Marketing sensoryczny 16 grudnia 2010 r.
Człowiek odbiera wrażenia pięcioma zmysłami: smakiem, dotykiem, węchem, słuchem i wzrokiem. Jak handlowcy opracowali zmysły w odniesieniu do zachowań konsumenckich? Najbardziej eksploatowany jest wzrok- rola opakowania, reklamy (w tym zewnętrznej) ustawienia produktów, oświetlenia i odpowiedniego oznaczenia sklepu jest znana. Dotyk jest ważny przy sprawdzaniu pojemności czy wagi lub świeżości produktów, ewentualnie faktury (producenci zabawek mogą wiele powiedzieć o tym aspekcie). Smak jest dodatkiem do promocji- miłe panie oferują próbki produktów do spożycia. W powyższym materiale główną rolę odgrywać będą dźwięki i zapachy jako stosunkowa nowa forma promocji (aromamarketing i audiomarketing).
Marketing sensoryczny ma na celu zwiększenie obrotów oraz umocnienie związku pomiędzy marką i klientami poprzez stymulację pięciu zmysłów w trzech wymiarach: produktu, dystrybucji i komunikacji (Źródło: http://www.mercadoc.org/index.php/2006/01/09/200-marketing-sensoriel-definition). Inna definicja kładzie nacisk na aspekt przyjemnościowy. Marketing sensoryczny w takim ujęciu to działania, w których stosuje się jeden lub pięć zmysłów w celu wpływania na zachowania konsumentów i poprawę ich samopoczucia. Aby przybliżyć produkt klientowi tworzy się zmysłowy obraz bazujący na skojarzeniach (głównie zapachowych i wizualnych) lub dopasowuje cechę sprzedawanego produktu do sklepu i osoby nabywającej.

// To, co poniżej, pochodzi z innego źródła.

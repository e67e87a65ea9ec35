//! Interactive prompts.
//!
//! Workflows talk to the user only through [`Prompter`], so tests can script
//! the answers. The console implementation reads stdin on a helper thread and
//! gives up after the configured timeout, which surfaces as
//! operation-cancelled.

use std::io::{self, BufRead, Write};
use std::sync::Mutex;
use std::sync::mpsc::{self, Receiver, RecvTimeoutError};
use std::thread;
use std::time::Duration;

use tracing::debug;

use crate::core::error::ClassifiedError;

pub const DEFAULT_PROMPT_TIMEOUT: Duration = Duration::from_secs(300);

pub trait Prompter {
    /// Free text, trimmed. Empty input yields `default` when given.
    fn input(&self, message: &str, default: Option<&str>) -> Result<String, ClassifiedError>;

    fn confirm(&self, message: &str, default: bool) -> Result<bool, ClassifiedError>;

    /// Index into `choices`.
    fn select(&self, message: &str, choices: &[String]) -> Result<usize, ClassifiedError>;

    /// Indices into `choices`, ascending. `preselected` is what an empty
    /// answer keeps.
    fn multi_select(
        &self,
        message: &str,
        choices: &[String],
        preselected: &[usize],
    ) -> Result<Vec<usize>, ClassifiedError>;

    /// Informational output.
    fn show(&self, text: &str);
}

/// `y`/`yes`/`n`/`no` in any case; empty gives `default`.
pub fn parse_confirm(answer: &str, default: bool) -> Option<bool> {
    match answer.trim().to_lowercase().as_str() {
        "" => Some(default),
        "y" | "yes" => Some(true),
        "n" | "no" => Some(false),
        _ => None,
    }
}

/// A 1-based choice number.
pub fn parse_choice(answer: &str, len: usize) -> Option<usize> {
    let n: usize = answer.trim().parse().ok()?;
    (1..=len).contains(&n).then(|| n - 1)
}

/// Comma-separated 1-based numbers. Empty keeps `preselected`; any
/// out-of-range or non-numeric entry rejects the whole answer.
pub fn parse_multi_choice(answer: &str, len: usize, preselected: &[usize]) -> Option<Vec<usize>> {
    if answer.trim().is_empty() {
        let mut kept: Vec<usize> = preselected.iter().copied().filter(|i| *i < len).collect();
        kept.sort_unstable();
        kept.dedup();
        return Some(kept);
    }
    let mut picked = Vec::new();
    for part in answer.split(',').map(str::trim).filter(|p| !p.is_empty()) {
        picked.push(parse_choice(part, len)?);
    }
    picked.sort_unstable();
    picked.dedup();
    Some(picked)
}

/// Stdin/stdout prompter with a per-answer timeout.
pub struct ConsolePrompter {
    timeout: Duration,
    lines: Mutex<Option<Receiver<io::Result<String>>>>,
}

impl ConsolePrompter {
    /// Reads stdin, starting the reader on the first prompt.
    pub fn new(timeout: Duration) -> Self {
        Self {
            timeout,
            lines: Mutex::new(None),
        }
    }

    /// Reads answers from `reader` instead of stdin.
    pub fn from_reader<R>(reader: R, timeout: Duration) -> Self
    where
        R: BufRead + Send + 'static,
    {
        Self {
            timeout,
            lines: Mutex::new(Some(spawn_reader(reader))),
        }
    }

    fn ask(&self, message: &str) -> Result<String, ClassifiedError> {
        print!("{message} ");
        io::stdout().flush().ok();
        self.read_line()
    }

    fn read_line(&self) -> Result<String, ClassifiedError> {
        let mut guard = self
            .lines
            .lock()
            .unwrap_or_else(std::sync::PoisonError::into_inner);
        let rx = guard.get_or_insert_with(|| spawn_reader(io::BufReader::new(io::stdin())));
        match rx.recv_timeout(self.timeout) {
            Ok(Ok(line)) => Ok(line.trim().to_string()),
            Ok(Err(err)) => Err(ClassifiedError::cancelled(format!(
                "failed to read input: {err}"
            ))),
            Err(RecvTimeoutError::Timeout) => {
                debug!(timeout_secs = self.timeout.as_secs(), "prompt timed out");
                Err(ClassifiedError::cancelled(format!(
                    "no input within {}s",
                    self.timeout.as_secs()
                ))
                .with_context("timeout_secs", self.timeout.as_secs().to_string()))
            }
            Err(RecvTimeoutError::Disconnected) => {
                Err(ClassifiedError::cancelled("input closed"))
            }
        }
    }
}

/// One reader for the life of the prompter: a read blocked past a timeout
/// keeps its line for the next prompt instead of losing it.
fn spawn_reader<R>(mut reader: R) -> Receiver<io::Result<String>>
where
    R: BufRead + Send + 'static,
{
    let (tx, rx) = mpsc::channel();
    thread::spawn(move || {
        loop {
            let mut line = String::new();
            match reader.read_line(&mut line) {
                Ok(0) => return,
                Ok(_) => {
                    if tx.send(Ok(line)).is_err() {
                        return;
                    }
                }
                Err(err) => {
                    let _ = tx.send(Err(err));
                    return;
                }
            }
        }
    });
    rx
}

impl Prompter for ConsolePrompter {
    fn input(&self, message: &str, default: Option<&str>) -> Result<String, ClassifiedError> {
        let prompt = match default {
            Some(d) if !d.is_empty() => format!("{message} [{d}]:"),
            _ => format!("{message}:"),
        };
        let answer = self.ask(&prompt)?;
        if answer.is_empty() {
            return Ok(default.unwrap_or_default().to_string());
        }
        Ok(answer)
    }

    fn confirm(&self, message: &str, default: bool) -> Result<bool, ClassifiedError> {
        let hint = if default { "[Y/n]" } else { "[y/N]" };
        loop {
            let answer = self.ask(&format!("{message} {hint}"))?;
            if let Some(yes) = parse_confirm(&answer, default) {
                return Ok(yes);
            }
            println!("Please answer y or n.");
        }
    }

    fn select(&self, message: &str, choices: &[String]) -> Result<usize, ClassifiedError> {
        if choices.is_empty() {
            return Err(ClassifiedError::cancelled("nothing to choose from"));
        }
        println!("{message}");
        for (i, choice) in choices.iter().enumerate() {
            println!("  {}) {choice}", i + 1);
        }
        loop {
            let answer = self.ask(&format!("Choose 1-{}:", choices.len()))?;
            if let Some(index) = parse_choice(&answer, choices.len()) {
                return Ok(index);
            }
            println!("Please enter a number between 1 and {}.", choices.len());
        }
    }

    fn multi_select(
        &self,
        message: &str,
        choices: &[String],
        preselected: &[usize],
    ) -> Result<Vec<usize>, ClassifiedError> {
        if choices.is_empty() {
            return Ok(Vec::new());
        }
        println!("{message}");
        for (i, choice) in choices.iter().enumerate() {
            let mark = if preselected.contains(&i) { "x" } else { " " };
            println!("  [{mark}] {}) {choice}", i + 1);
        }
        loop {
            let answer = self.ask("Numbers separated by commas (empty keeps [x]):")?;
            if let Some(picked) = parse_multi_choice(&answer, choices.len(), preselected) {
                return Ok(picked);
            }
            println!("Please enter numbers between 1 and {}.", choices.len());
        }
    }

    fn show(&self, text: &str) {
        println!("{text}");
    }
}

#[cfg(test)]
mod tests {
    use super::*;
    use crate::core::error::ErrorKind;
    use std::io::{Cursor, Read};

    /// Input that never arrives.
    struct Silent;

    impl Read for Silent {
        fn read(&mut self, _buf: &mut [u8]) -> io::Result<usize> {
            thread::sleep(Duration::from_secs(3600));
            Ok(0)
        }
    }

    #[test]
    fn answers_come_from_the_reader() {
        let prompter = ConsolePrompter::from_reader(
            Cursor::new("  Fix login \n\ny\n2\n"),
            Duration::from_secs(5),
        );
        assert_eq!(prompter.input("Title", None).unwrap(), "Fix login");
        assert_eq!(prompter.input("Base", Some("main")).unwrap(), "main");
        assert!(prompter.confirm("Draft?", false).unwrap());
        let choices = vec!["a".to_string(), "b".to_string()];
        assert_eq!(prompter.select("Pick", &choices).unwrap(), 1);
    }

    #[test]
    fn no_answer_within_the_timeout_cancels() {
        let prompter =
            ConsolePrompter::from_reader(io::BufReader::new(Silent), Duration::from_millis(50));

        let err = prompter.input("Title", None).unwrap_err();
        assert_eq!(err.kind(), ErrorKind::OperationCancelled);
        assert!(err.context().contains_key("timeout_secs"));
    }

    #[test]
    fn closed_input_cancels() {
        let prompter = ConsolePrompter::from_reader(Cursor::new(""), Duration::from_secs(5));

        let err = prompter.confirm("Overwrite?", false).unwrap_err();
        assert_eq!(err.kind(), ErrorKind::OperationCancelled);
        assert_eq!(err.message(), "input closed");
    }

    #[test]
    fn confirm_answers() {
        assert_eq!(parse_confirm("", true), Some(true));
        assert_eq!(parse_confirm(" YES ", false), Some(true));
        assert_eq!(parse_confirm("n", true), Some(false));
        assert_eq!(parse_confirm("maybe", true), None);
    }

    #[test]
    fn choices_are_one_based() {
        assert_eq!(parse_choice("1", 3), Some(0));
        assert_eq!(parse_choice(" 3 ", 3), Some(2));
        assert_eq!(parse_choice("0", 3), None);
        assert_eq!(parse_choice("4", 3), None);
        assert_eq!(parse_choice("x", 3), None);
    }

    #[test]
    fn multi_choice_parsing() {
        assert_eq!(parse_multi_choice("3, 1,3", 3, &[]), Some(vec![0, 2]));
        assert_eq!(parse_multi_choice("", 3, &[2, 0, 9]), Some(vec![0, 2]));
        assert_eq!(parse_multi_choice("1,9", 3, &[]), None);
    }
}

Krótko mówiąc- marketing sensoryczny to uwodzenie konsumenta za pomocą zmysłów by wpłynąć na jego uczucia i zachowania. Na atmosferę składają się różne czynniki takie jak: architektura, kolor, oświetlenie, znaki, temperatura, dźwięki, zapach. Z punktu widzenia marketingu sensorycznego na atmosferę składają się: Czynniki wizualne- kolor i wystrój, materiały, oświetlenie, przestrzeń, wyposażenie, Czynniki dźwiękowe- muzyka, wrzawa, głos, Czynniki zapachowe- zapachy naturalne i sztuczne, Czynniki namacalne- materiały, temperatura, Czynniki smakowe- próbki. Marketing sensoryczny bywa także nazywany 6D (pięć zmysłów + myśl/ określone działanie klienta). (Oprac. na podst. C, Valenti, J. Riviere, The concept of sensory marketing, http://www.mintinnovation.com/links/docs/sensory_marketing/the_concept_of_sensory_marketing.pdf).
Strategia zapachowa to sztuka wykreowania zapachu, który będzie kojarzony z produktem lub usługą. Często aromamarketing staje się głównym elementem promocji a nie dodatkiem. Człowiek pamięta ok. 10 tys. zapachów a pamięć zapachowa jest długa. Istotne są różnice pomiędzy percepcją zapachu przez kobiety i mężczyzn. Wadą jest dość szybkie zmęczenie zapachami w przypadku prezentacji kilku czy kilkunastu na jeden raz. Firma ma do wyboru zapach subtelny lub intensywny, odróżniający ją od konkurencji. Może także budować nastrój używając zapachu ogólnego, uniwersalnego, przyjemnego praktycznie dla każdego człowieka.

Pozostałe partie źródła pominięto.